Но кое-что даже в пределах семейной территории казалось мальчику всё менее и менее нормальным. Например, униженность простых людей – когда крестьянка хотела поцеловать ему руку. Или взять кучера. Жаку нравился этот пятидесятилетний мужик, он так хорошо разговаривал с лошадьми, так много знал про отношения между людьми и вообще казался таким мудрым. «Но как только появлялся отец, я с изумлением обнаруживал, что между нами разверзалась пропасть. Он снимал шапку; не то чтобы он вытягивался по стойке “смирно”, но всё его поведение менялось; если он сидел, то при виде отца вскакивал на ноги. Я отчетливо ощущал, что между мной и кучером больше равенства, чем между мной и отцом, и когда он сдергивал шапку с головы, чтобы ответить на вопрос хозяина или выполнить его распоряжение, я чувствовал, что я на стороне кучера».
А еще были служанки, которые его украдкой баловали. Но когда появлялся Марсин Х., все начинали вести себя как положено. Так мальчик на опыте познакомился с наукой двуличия, которая позже будет выручать его на секретной работе, состоявшей в том, что, «перевозя тайную корреспонденцию, я делал вид, что я не я, а другой человек». А человеческому теплу он учился у этих женщин, особенно после смерти матери. Жак помнит их ласковые объятия, их заботу, чаще всего за едой, которая всегда была для него пыткой: «За столом невозможно было даже себе представить, чтобы ребенок не съел то, что ему дали. Надо было всё доесть до последней крошки. К счастью, одна служанка в поместье отчима прекрасно знала, чего я не люблю. Она исхитрялась незаметно убрать с моей тарелки то, чего я не ел, и незаметно съедала это сама. Помню, как я мучился, когда ей это не удавалось. Со стола не убирали, все собирались вокруг меня и строго смотрели, как я доедаю. Я плакал, давился. Уж не знаю, как этой женщине удавалось меня выручать, но благодарен ей по сей день».

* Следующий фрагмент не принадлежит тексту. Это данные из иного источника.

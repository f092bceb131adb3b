//! Small vector helpers shared by the index and providers.

/// Inner product over the shorter of the two slices.
#[inline]
pub fn dot(a: &[f32], b: &[f32]) -> f32 {
    a.iter().zip(b.iter()).map(|(&x, &y)| x * y).sum()
}

/// True when every component is exactly zero.
#[inline]
pub fn is_zero_vector(v: &[f32]) -> bool {
    v.iter().all(|x| *x == 0.0)
}

/// Scales `v` to unit L2 norm in place.
///
/// All-zero (or non-finite norm) vectors are left as zeros; normalizing
/// them has no direction.
pub fn l2_normalize(v: &mut [f32]) {
    let norm = v.iter().map(|x| x * x).sum::<f32>().sqrt();
    if norm == 0.0 || !norm.is_finite() {
        v.iter_mut().for_each(|x| *x = 0.0);
        return;
    }
    v.iter_mut().for_each(|x| *x /= norm);
}
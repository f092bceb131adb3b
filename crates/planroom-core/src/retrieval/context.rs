//! Context partitioning and citations for the answer generator.

use crate::search::{ChunkKind, ScoredChunk};
use serde::{Deserialize, Serialize};
use std::path::PathBuf;

/// Image handed to the answer generator.
#[derive(Debug, Clone, PartialEq, Serialize, Deserialize)]
pub struct ImageContext {
    /// Caption, or a page reference when the image was never captioned
    pub description: String,
    pub image_path: Option<PathBuf>,
    /// Source filename
    pub source: String,
    pub page: u32,
}

/// User-facing provenance for one retrieved chunk.
#[derive(Debug, Clone, PartialEq, Serialize, Deserialize)]
pub struct Citation {
    /// Source filename
    pub source: String,
    pub page: u32,
    pub chunk_kind: ChunkKind,
    pub content_preview: String,
    pub relevance_score: f32,
    /// Set for image chunks only
    pub image_path: Option<PathBuf>,
}

/// Result of one retrieval.
#[derive(Debug, Clone, Default, PartialEq, Serialize, Deserialize)]
pub struct RetrievedContext {
    pub text_contexts: Vec<String>,
    pub image_contexts: Vec<ImageContext>,
    /// One per retrieved chunk, both kinds, in rank order
    pub citations: Vec<Citation>,
}

impl RetrievedContext {
    pub fn is_empty(&self) -> bool {
        self.citations.is_empty()
    }
}

/// Splits ranked hits into text and image contexts and cites every hit.
///
/// Image contexts are only built when `include_images` is set; image hits
/// are cited either way.
pub fn assemble(hits: &[ScoredChunk], include_images: bool, preview_chars: usize) -> RetrievedContext {
    let mut context = RetrievedContext::default();

    for hit in hits {
        let chunk = &hit.chunk;
        match chunk.kind {
            ChunkKind::Text => context.text_contexts.push(chunk.content.clone()),
            ChunkKind::Image if include_images => {
                let description = if chunk.content.trim().is_empty() {
                    format!("[Drawing page {} - image available]", chunk.page_number)
                } else {
                    chunk.content.clone()
                };
                context.image_contexts.push(ImageContext {
                    description,
                    image_path: chunk.image.as_ref().map(|i| i.path.clone()),
                    source: chunk.filename.clone(),
                    page: chunk.page_number,
                });
            }
            ChunkKind::Image => {}
        }

        context.citations.push(Citation {
            source: chunk.filename.clone(),
            page: chunk.page_number,
            chunk_kind: chunk.kind,
            content_preview: preview(&chunk.content, preview_chars),
            relevance_score: hit.score,
            image_path: match chunk.kind {
                ChunkKind::Image => chunk.image.as_ref().map(|i| i.path.clone()),
                ChunkKind::Text => None,
            },
        });
    }

    context
}

/// First `max_chars` characters, with `...` appended when truncated.
pub fn preview(content: &str, max_chars: usize) -> String {
    match content.char_indices().nth(max_chars) {
        Some((cut, _)) => format!("{}...", &content[..cut]),
        None => content.to_string(),
    }
}

#[cfg(test)]
mod tests {
    use super::*;
    use crate::search::{Chunk, ChunkId, DocumentId, ImageRef, RowId};

    fn scored(kind: ChunkKind, content: &str, page: u32, score: f32) -> ScoredChunk {
        ScoredChunk {
            row_id: RowId::from_u64(0),
            chunk: Chunk {
                chunk_id: ChunkId::new(format!("{}_{}_0", kind, page)),
                document_id: DocumentId::new("doc"),
                filename: "A-201.pdf".to_string(),
                kind,
                content: content.to_string(),
                page_number: page,
                sequence_index: 0,
                image: (kind == ChunkKind::Image).then(|| ImageRef {
                    path: PathBuf::from("/data/images/doc_p3_img0.jpg"),
                    width: 800,
                    height: 600,
                }),
                deleted: false,
            },
            score,
        }
    }

    #[test]
    fn test_partition_by_kind() {
        let hits = vec![
            scored(ChunkKind::Text, "Door D-101 is 900mm.", 1, 0.9),
            scored(ChunkKind::Image, "", 3, 0.8),
            scored(ChunkKind::Image, "Floor plan level 2", 4, 0.7),
        ];

        let context = assemble(&hits, true, 200);

        assert_eq!(context.text_contexts, vec!["Door D-101 is 900mm."]);
        assert_eq!(context.image_contexts.len(), 2);
        assert_eq!(
            context.image_contexts[0].description,
            "[Drawing page 3 - image available]"
        );
        assert_eq!(context.image_contexts[1].description, "Floor plan level 2");
        assert_eq!(context.image_contexts[0].source, "A-201.pdf");
        assert_eq!(context.citations.len(), 3);
        assert!(context.citations[0].image_path.is_none());
        assert!(context.citations[1].image_path.is_some());
    }

    #[test]
    fn test_images_excluded_but_still_cited() {
        let hits = vec![scored(ChunkKind::Image, "Elevation", 2, 0.5)];
        let context = assemble(&hits, false, 200);

        assert!(context.image_contexts.is_empty());
        assert_eq!(context.citations.len(), 1);
        assert_eq!(context.citations[0].chunk_kind, ChunkKind::Image);
        assert!((context.citations[0].relevance_score - 0.5).abs() < 1e-6);
    }

    #[test]
    fn test_preview_truncation() {
        let long = "a".repeat(250);
        let p = preview(&long, 200);
        assert_eq!(p.len(), 203);
        assert!(p.ends_with("..."));

        assert_eq!(preview(&"b".repeat(200), 200), "b".repeat(200));
        assert_eq!(preview("", 200), "");
    }

    #[test]
    fn test_preview_is_char_safe() {
        let text = "é".repeat(201);
        let p = preview(&text, 200);
        assert_eq!(p.chars().count(), 203);
    }
}
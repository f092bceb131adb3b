//! Subcommand implementations.
//!
//! Each invocation opens the index from the data directory, runs one
//! operation and persists the result when the operation mutates the index.

use crate::config::{self, ProviderArgs, StorageKind};
use anyhow::{anyhow, bail, Context, Result};
use planroom_core::chunking::DocumentChunker;
use planroom_core::config::{ChunkerConfig, RetrievalConfig};
use planroom_core::embedding::{OpenAiConfig, OpenAiEmbedder, OpenAiImageDescriber};
use planroom_core::processing::{IngestionPipeline, IngestionReport};
use planroom_core::retrieval::{ExtractionKind, HybridRetriever, RetrievedContext};
use planroom_core::search::{
    CompactionStats, DocumentId, DocumentSummary, IndexStats, MetadataFilter, VectorIndex,
};
use planroom_core::storage::StorageBackend;
use std::path::{Path, PathBuf};
use std::sync::Arc;
use tracing::{debug, info};

type SharedIndex = Arc<VectorIndex<Box<dyn StorageBackend>>>;

/// Opened index plus the settings needed to build pipelines around it.
pub struct Workspace {
    data_dir: PathBuf,
    index: SharedIndex,
    provider: OpenAiConfig,
}

impl Workspace {
    /// Opens (or creates) the index under the data directory.
    pub async fn open(
        data_dir: Option<&PathBuf>,
        storage: StorageKind,
        provider: &ProviderArgs,
    ) -> Result<Self> {
        let data_dir = config::get_data_dir(data_dir)?;
        info!("Opening index in {}", data_dir.display());

        let backend = config::open_storage(storage, &data_dir)?;
        let index = VectorIndex::open(backend, provider.dimension)
            .await
            .context("Failed to load index")?;

        Ok(Self {
            data_dir,
            index: Arc::new(index),
            provider: provider.openai_config(),
        })
    }

    fn embedder(&self) -> Result<Arc<OpenAiEmbedder>> {
        let embedder =
            OpenAiEmbedder::new(&self.provider).context("Failed to configure embedding provider")?;
        Ok(Arc::new(embedder))
    }

    fn retriever(&self) -> Result<HybridRetriever<Box<dyn StorageBackend>>> {
        HybridRetriever::new(
            self.index.clone(),
            self.embedder()?,
            RetrievalConfig::default(),
        )
        .context("Failed to create retriever")
    }
}

/// Ingests each file in order, stopping at the first failure.
///
/// Documents ingested before a failure stay indexed and saved.
pub async fn ingest(
    workspace: &Workspace,
    files: &[PathBuf],
    describe_images: bool,
) -> Result<Vec<IngestionReport>> {
    if files.is_empty() {
        bail!("No input files given");
    }

    let chunker = DocumentChunker::new(
        ChunkerConfig::default(),
        config::image_dir(&workspace.data_dir),
    )?;
    let mut pipeline =
        IngestionPipeline::new(workspace.index.clone(), chunker, workspace.embedder()?)?;
    if describe_images {
        let describer = OpenAiImageDescriber::new(&workspace.provider)
            .context("Failed to configure vision provider")?;
        pipeline = pipeline.with_describer(Arc::new(describer));
    }

    let mut reports = Vec::with_capacity(files.len());
    for path in files {
        let bytes = tokio::fs::read(path)
            .await
            .with_context(|| format!("Failed to read {}", path.display()))?;
        let filename = display_name(path);

        let report = pipeline
            .ingest_bytes(&bytes, &filename, |progress| {
                debug!(
                    "{}: {:?} {}/{} ({:.0}%)",
                    filename,
                    progress.stage,
                    progress.completed,
                    progress.total,
                    progress.percent_complete()
                );
            })
            .await
            .with_context(|| format!("Failed to ingest {}", path.display()))?;

        info!(
            "Ingested {} as {} ({} chunks)",
            filename,
            report.document_id(),
            report.summary.total_chunks
        );
        reports.push(report);
    }
    Ok(reports)
}

/// Retrieves context for a free-text question.
pub async fn search(
    workspace: &Workspace,
    query: &str,
    top_k: Option<usize>,
    include_images: bool,
    document: Option<&str>,
) -> Result<RetrievedContext> {
    if query.trim().is_empty() {
        bail!("Search query is empty");
    }

    let filter = document_filter(document);
    let context = workspace
        .retriever()?
        .retrieve_context(query, top_k, include_images, filter.as_ref())
        .await
        .context("Retrieval failed")?;
    Ok(context)
}

/// Retrieves context for a structured extraction category.
pub async fn extract(
    workspace: &Workspace,
    kind: &ExtractionKind,
    document: Option<&str>,
) -> Result<RetrievedContext> {
    let filter = document_filter(document);
    let context = workspace
        .retriever()?
        .retrieve_for_extraction(kind, filter.as_ref())
        .await
        .context("Retrieval failed")?;
    Ok(context)
}

pub async fn documents(workspace: &Workspace) -> Vec<DocumentSummary> {
    workspace.index.list_documents().await
}

/// Logically deletes a document and saves the index.
pub async fn delete(workspace: &Workspace, document_id: &str) -> Result<usize> {
    let document_id = DocumentId::new(document_id);
    let removed = workspace.index.delete_document(&document_id).await;
    if removed == 0 {
        return Err(anyhow!("Unknown document: {}", document_id));
    }
    workspace.index.save().await.context("Failed to save index")?;
    Ok(removed)
}

/// Compacts the index (always, or only past the deleted-ratio threshold)
/// and saves it when rows were dropped.
pub async fn compact(workspace: &Workspace, if_needed: bool) -> Result<Option<CompactionStats>> {
    let stats = if if_needed {
        workspace.index.compact_if_needed().await?
    } else {
        Some(workspace.index.compact().await?)
    };

    if stats.is_some_and(|s| s.chunks_removed > 0) {
        workspace.index.save().await.context("Failed to save index")?;
    }
    Ok(stats)
}

pub async fn stats(workspace: &Workspace) -> IndexStats {
    workspace.index.get_stats().await
}

fn document_filter(document: Option<&str>) -> Option<MetadataFilter> {
    document.map(|id| MetadataFilter::new().with_document(DocumentId::new(id)))
}

fn display_name(path: &Path) -> String {
    path.file_name()
        .map(|name| name.to_string_lossy().into_owned())
        .unwrap_or_else(|| path.display().to_string())
}

#[cfg(test)]
mod tests {
    use super::*;
    use clap::Parser;
    use tempfile::TempDir;

    #[derive(Parser)]
    struct ProviderOnly {
        #[command(flatten)]
        provider: ProviderArgs,
    }

    fn provider() -> ProviderArgs {
        ProviderOnly::parse_from(["test", "--dimension", "8"]).provider
    }

    async fn open_temp(dir: &TempDir) -> Workspace {
        let data_dir = dir.path().to_path_buf();
        Workspace::open(Some(&data_dir), StorageKind::Files, &provider())
            .await
            .unwrap()
    }

    #[tokio::test]
    async fn test_open_empty_workspace() {
        let dir = TempDir::new().unwrap();
        let workspace = open_temp(&dir).await;

        let index_stats = stats(&workspace).await;
        assert_eq!(index_stats.total_chunks, 0);
        assert_eq!(index_stats.dimension, 8);
        assert!(documents(&workspace).await.is_empty());
    }

    #[tokio::test]
    async fn test_delete_unknown_document() {
        let dir = TempDir::new().unwrap();
        let workspace = open_temp(&dir).await;

        let err = delete(&workspace, "doc_missing").await.unwrap_err();
        assert!(err.to_string().contains("Unknown document"));
    }

    #[tokio::test]
    async fn test_compact_empty_index() {
        let dir = TempDir::new().unwrap();
        let workspace = open_temp(&dir).await;

        assert!(compact(&workspace, true).await.unwrap().is_none());
        let forced = compact(&workspace, false).await.unwrap().unwrap();
        assert_eq!(forced.chunks_removed, 0);
    }

    #[tokio::test]
    async fn test_ingest_requires_files() {
        let dir = TempDir::new().unwrap();
        let workspace = open_temp(&dir).await;

        let err = ingest(&workspace, &[], false).await.unwrap_err();
        assert!(err.to_string().contains("No input files"));
    }

    #[tokio::test]
    async fn test_empty_query_rejected() {
        let dir = TempDir::new().unwrap();
        let workspace = open_temp(&dir).await;

        let err = search(&workspace, "   ", None, true, None).await.unwrap_err();
        assert!(err.to_string().contains("empty"));
    }

    #[test]
    fn test_document_filter() {
        assert!(document_filter(None).is_none());
        let filter = document_filter(Some("doc_abc")).unwrap();
        assert_eq!(filter.document_id, Some(DocumentId::new("doc_abc")));
    }

    #[test]
    fn test_display_name() {
        assert_eq!(display_name(Path::new("/plans/A-201.pdf")), "A-201.pdf");
    }
}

Когда на стол подавала не сообщница мальчика, бывало, что он просто не мог глотать. Он отказывался, упрямился. Тогда его в наказание закрывали у него в комнате. Дверь не запирали, но он не имел права выйти. Шотландская гувернантка заходила время от времени, чтобы узнать, не одумался ли он:
– How are things? Ну что?
Ребенок не сдавался:
– Ничего! Я остаюсь.
Видимо, после смерти матери упрямство еще усугубилось. Мамину болезнь он помнит смутно. Однажды она не вышла к завтраку. С тех пор он каждый день заходил к ней в комнату с гувернанткой. «Как в кино, где показывают, как мама лежит в постели. Она меня обнимала, говорила словечко-другое. Меня тревожило, что она лежит неподвижно. Я пугался затхлой атмосферы, опущенных штор, приглушенных звуков, запаха лекарств. При маме почти все время сидела медсестра в белом халате. Когда у дверей звонил врач, кто-нибудь со всех ног бежал открывать. Врачей было несколько. Все они были элегантные господа – черные галстуки, крахмальные воротнички, пенсне на шнурке; говорили они веско, а все, даже гувернантка, почтительно слушали. Осмотрев больную, они беседовали по-польски с отцом».